Mar 31, 2021Jerry Mills: Pipe layers spur ideas for installing irrigation lines
I got my COVID-19 shot! No pain, no illness. I feel great.
I never worried about influenza and never got flu shots until last fall. (I am allergic to the egg-based flu vaccine). Modern flu does not often kill, and flu virus mutates slowly. New flu strains do not appear too often, making it easier to control.
On the other hand, COVID-19 appears to be constantly mutating. Last year, a young man with a weak immune system got five different strains in five months. Each strain was different enough from the previous strain that he had no immunity and got sick each time. He eventually died.
COVID-19 might go away if everyone is vaccinated quickly enough to catch all of the strains at once. Sadly, that will never happen.
The last solution is herd immunity, which means our bodies will get used to the virus and gradually develop immunity to it. Scientists say that will not happen either because the virus mutates faster than our systems can build immunity. Controls that worked for one form may not work when another form appears. Also, people with robust immune systems may resist infection, but when something happens to reduce their immunity, COVID-19 may be lurking near enough to infect them. Lastly, as we age we become more vulnerable to all infections. COVID-19 just happens to be one of the more lethal.
How do you install underground irrigation lines? I’ve been watching crews lay underground fiber optic lines across the farm and that appears the way to go for any system. Pipes are invisible, protected from machinery, weather and rodents. This is how they do it.
First, a man walks the proposed route with a magic wand that tells him what lies below the surface. He marks each location with appropriate colored paint to indicate pipes, wires, sewers, etc.
Next, the boring machine crew moves into position. The machine has a hollow arm with a screw on the end. The arm lies on a flatbed angled toward the ground at about 30 degrees. It has a water line attached. A smooth drilling pipe is then screwed onto the arm. The other end of the pipe has a drill head with a hole in it. The pipe is about eight feet long.

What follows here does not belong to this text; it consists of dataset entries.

#[cfg(test)]
mod tests {
    use super::*;
    use crate::core::{FhirVersion, MediaType};
    use crate::engine::EngineLevel;
    use crate::terminology::InMemoryTerminologyService;
    use serde_json::json;
    use std::time::Duration;

    const GENDER_VS: &str = "http://hl7.org/fhir/ValueSet/administrative-gender";
    const STRICT_PATIENT: &str = "http://example.org/StructureDefinition/strict-patient";

    fn patient_base() -> Value {
        json!({
            "resourceType": "StructureDefinition",
            "url": "http://hl7.org/fhir/StructureDefinition/Patient",
            "name": "Patient",
            "kind": "resource",
            "abstract": false,
            "type": "Patient",
            "derivation": "specialization",
            "snapshot": {"element": [
                {"path": "Patient", "min": 0, "max": "*"},
                {"path": "Patient.id", "min": 0, "max": "1"},
                {"path": "Patient.meta", "min": 0, "max": "1"},
                {"path": "Patient.text", "min": 0, "max": "1"},
                {"path": "Patient.active", "min": 0, "max": "1"},
                {"path": "Patient.name", "min": 0, "max": "*"},
                {"path": "Patient.gender", "min": 0, "max": "1", "type": [{"code": "code"}],
                 "binding": {"strength": "required", "valueSet": format!("{GENDER_VS}|4.0.1")}},
                {"path": "Patient.birthDate", "min": 0, "max": "1"},
                {"path": "Patient.maritalStatus", "min": 0, "max": "1",
                 "type": [{"code": "CodeableConcept"}]},
                {"path": "Patient.contact", "min": 0, "max": "*"},
                {"path": "Patient.contact.name", "min": 0, "max": "1"},
                {"path": "Patient.contact.gender", "min": 0, "max": "1"}
            ]}
        })
    }

    fn strict_profile() -> Value {
        json!({
            "resourceType": "StructureDefinition",
            "url": STRICT_PATIENT,
            "type": "Patient",
            "kind": "resource",
            "derivation": "constraint",
            "baseDefinition": "http://hl7.org/fhir/StructureDefinition/Patient",
            "differential": {"element": [
                {"path": "Patient.birthDate", "min": 1, "max": "1"},
                {"path": "Patient.name", "min": 1, "max": "1"}
            ]}
        })
    }

    fn engine(terminology: TerminologyController) -> ConformanceEngine {
        let definitions =
            DefinitionSet::build(FhirVersion::R4, &[], &[patient_base(), strict_profile()])
                .unwrap();
        ConformanceEngine::new(definitions, Arc::new(terminology))
    }

    fn request(resource: Value) -> ValidationRequest {
        ValidationRequest::new(serde_json::to_vec(&resource).unwrap(), MediaType::Json)
    }

    #[tokio::test]
    async fn test_valid_patient_has_no_issues() {
        let engine = engine(TerminologyController::disabled());
        let issues = engine
            .validate(&request(json!({
                "resourceType": "Patient",
                "id": "example",
                "active": true,
                "name": [{"family": "Doe"}]
            })))
            .await
            .unwrap();
        assert!(issues.is_empty(), "unexpected issues: {issues:?}");
    }

    #[tokio::test]
    async fn test_unknown_resource_type() {
        let engine = engine(TerminologyController::disabled());
        let err = engine
            .validate(&request(json!({"resourceType": "Spaceship"})))
            .await
            .unwrap_err();
        assert_eq!(err.kind, EngineErrorKind::UnsupportedResourceType);
        assert_eq!(err.issues.len(), 1);
        assert!(err.issues[0].message.contains("Spaceship"));
    }

    #[tokio::test]
    async fn test_missing_resource_type() {
        let engine = engine(TerminologyController::disabled());
        let err = engine
            .validate(&request(json!({"id": "x"})))
            .await
            .unwrap_err();
        assert_eq!(err.kind, EngineErrorKind::Unprocessable);
    }

    #[tokio::test]
    async fn test_fhir_version_mismatch() {
        let engine = engine(TerminologyController::disabled());
        let err = engine
            .validate(
                &request(json!({"resourceType": "Patient"})).with_fhir_version(FhirVersion::R5),
            )
            .await
            .unwrap_err();
        assert_eq!(err.kind, EngineErrorKind::UnsupportedVersion);
    }

    #[tokio::test]
    async fn test_unknown_element_and_max_cardinality() {
        let engine = engine(TerminologyController::disabled());
        let issues = engine
            .validate(&request(json!({
                "resourceType": "Patient",
                "colour": "blue",
                "birthDate": ["1970-01-01", "1971-01-01"],
                "contact": [{"name": {"family": "X"}, "shoeSize": 44}]
            })))
            .await
            .unwrap();

        let ids: Vec<_> = issues.iter().map(|i| i.message_id.as_deref().unwrap()).collect();
        assert_eq!(ids, vec!["ELEMENT_UNKNOWN", "CARDINALITY_MAX", "ELEMENT_UNKNOWN"]);
        assert_eq!(issues[0].location, "Patient.colour");
        assert_eq!(issues[2].location, "Patient.contact[0].shoeSize");
    }

    #[tokio::test]
    async fn test_requested_profile_checks() {
        let engine = engine(TerminologyController::disabled());
        let issues = engine
            .validate(
                &request(json!({
                    "resourceType": "Patient",
                    "name": [{"family": "A"}, {"family": "B"}]
                }))
                .with_profiles([STRICT_PATIENT]),
            )
            .await
            .unwrap();

        assert_eq!(issues.len(), 2);
        assert_eq!(issues[0].message_id.as_deref(), Some("CARDINALITY_MAX"));
        assert!(issues[0].message.contains(STRICT_PATIENT));
        assert_eq!(issues[1].message_id.as_deref(), Some("CARDINALITY_MIN"));
        assert!(issues[1].message.contains("Patient.birthDate"));
    }

    #[tokio::test]
    async fn test_unknown_profiles() {
        let engine = engine(TerminologyController::disabled());
        let issues = engine
            .validate(
                &request(json!({
                    "resourceType": "Patient",
                    "meta": {"profile": ["http://example.org/unknown-declared"]}
                }))
                .with_profiles(["http://example.org/unknown-requested"]),
            )
            .await
            .unwrap();

        assert_eq!(issues.len(), 2);
        assert_eq!(issues[0].level, EngineLevel::Error);
        assert_eq!(issues[0].message_id.as_deref(), Some("PROFILE_UNKNOWN"));
        assert_eq!(issues[1].level, EngineLevel::Warning);
        assert_eq!(issues[1].location, "Patient.meta.profile[0]");
    }

    #[tokio::test]
    async fn test_expected_type_mismatch_is_an_issue() {
        let engine = engine(TerminologyController::disabled());
        let issues = engine
            .validate(
                &request(json!({"resourceType": "Patient"})).with_expected_type("Observation"),
            )
            .await
            .unwrap();
        assert_eq!(issues.len(), 1);
        assert_eq!(issues[0].message_id.as_deref(), Some("RESOURCE_TYPE_MISMATCH"));
    }

    #[tokio::test]
    async fn test_disabled_terminology_reports_skipped_bindings_in_order() {
        let engine = engine(TerminologyController::disabled());
        let issues = engine
            .validate(&request(json!({
                "resourceType": "Patient",
                "gender": "male",
                "colour": "blue",
                "maritalStatus": {"coding": [{
                    "system": "http://terminology.hl7.org/CodeSystem/v3-MaritalStatus",
                    "code": "M"
                }]}
            })))
            .await
            .unwrap();

        let ids: Vec<_> = issues.iter().map(|i| i.message_id.as_deref().unwrap()).collect();
        assert_eq!(ids, vec!["TX_CHECK_SKIPPED", "ELEMENT_UNKNOWN", "TX_CHECK_SKIPPED"]);
        assert_eq!(issues[0].location, "Patient.gender");
        assert_eq!(issues[2].location, "Patient.maritalStatus.coding[0]");
        assert!(
            issues
                .iter()
                .filter(|i| i.message_id.as_deref() == Some("TX_CHECK_SKIPPED"))
                .all(|i| i.level == EngineLevel::Information)
        );
    }

    #[tokio::test]
    async fn test_enabled_terminology_rejects_bad_code() {
        let mut service = InMemoryTerminologyService::new();
        service.add_code(GENDER_VS, "male", None, Some("Male"));
        service.add_code(GENDER_VS, "female", None, Some("Female"));
        let controller =
            TerminologyController::enabled(Arc::new(service), Duration::from_secs(1));
        let engine = engine(controller);

        let ok = engine
            .validate(&request(json!({"resourceType": "Patient", "gender": "female"})))
            .await
            .unwrap();
        assert!(ok.is_empty());

        let issues = engine
            .validate(&request(json!({"resourceType": "Patient", "gender": "dragon"})))
            .await
            .unwrap();
        assert_eq!(issues.len(), 1);
        assert_eq!(issues[0].level, EngineLevel::Error);
        assert_eq!(issues[0].issue_type, IssueType::CodeInvalid);
    }

    #[tokio::test]
    async fn test_xml_content() {
        let engine = engine(TerminologyController::disabled());
        let xml = br#"<Patient xmlns="http://hl7.org/fhir">
  <id value="x"/>
  <colour value="blue"/>
</Patient>"#;
        let issues = engine
            .validate(&ValidationRequest::new(xml.to_vec(), MediaType::Xml))
            .await
            .unwrap();
        assert_eq!(issues.len(), 1);
        assert_eq!(issues[0].location, "Patient.colour");
    }

    #[tokio::test]
    async fn test_validation_is_repeatable() {
        let engine = engine(TerminologyController::disabled());
        let req = request(json!({"resourceType": "Patient", "gender": "male", "colour": 1}))
            .with_profiles([STRICT_PATIENT]);
        let first = engine.validate(&req).await.unwrap();
        let second = engine.validate(&req).await.unwrap();
        assert_eq!(first, second);
    }

    #[tokio::test]
    async fn test_extend_leaves_original_untouched() {
        let engine = engine(TerminologyController::disabled());
        let extra = json!({
            "resourceType": "StructureDefinition",
            "url": "http://example.org/StructureDefinition/named-patient",
            "type": "Patient",
            "kind": "resource",
            "derivation": "constraint",
            "differential": {"element": [{"path": "Patient.name", "min": 1}]}
        });

        let extended = engine.extend(DefinitionAdditions::resource(extra)).unwrap();
        assert!(extended
            .structures()
            .contains(&"http://example.org/StructureDefinition/named-patient".to_string()));
        assert!(!engine
            .structures()
            .contains(&"http://example.org/StructureDefinition/named-patient".to_string()));
    }
}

When in operation, the pipe rotates and is pushed forward through the earth while water blasts from the drill head. The water dissolves the soil, washes it back along the pipe and at the same time dislodges rocks. When the pipe has extended its full length, the operator reverses rotation, unscrewing the pipe from the arm. The arm then retracts and another pipe is laid in, to be attached at both ends and driven forward another eight feet. The operator said 600 feet represents a good day’s drilling.
Direction and depth of the bore are controlled by manipulating the drill head. There are different systems. In most cases, the drill head sends a signal up to a handheld receiver. It tells the angle of the bore, and direction and temperature of the drill head. The operator uses this information to manage the bore. He can change direction or go deep or shallow depending on the terrain, even under a stream, for instance, and then curve upward the surface.
The bore here is only two feet deep for home telephone service. An earlier bore carrying cross-continental fiber optic lines is six- to eight-feet deep on level land, making it safe from telephone and fence posts on the right-of-way above.
When completed, the drilling process reverses, dragging the new telephone line through the bore hole behind it.
This system would sure be good for installing water lines for drip systems in the orchards. I asked the operator what his service cost. He said anywhere between $3 and $6 a lineal foot. It would be worth it if one wants to go under instead of around serious obstructions, such as a woods patch.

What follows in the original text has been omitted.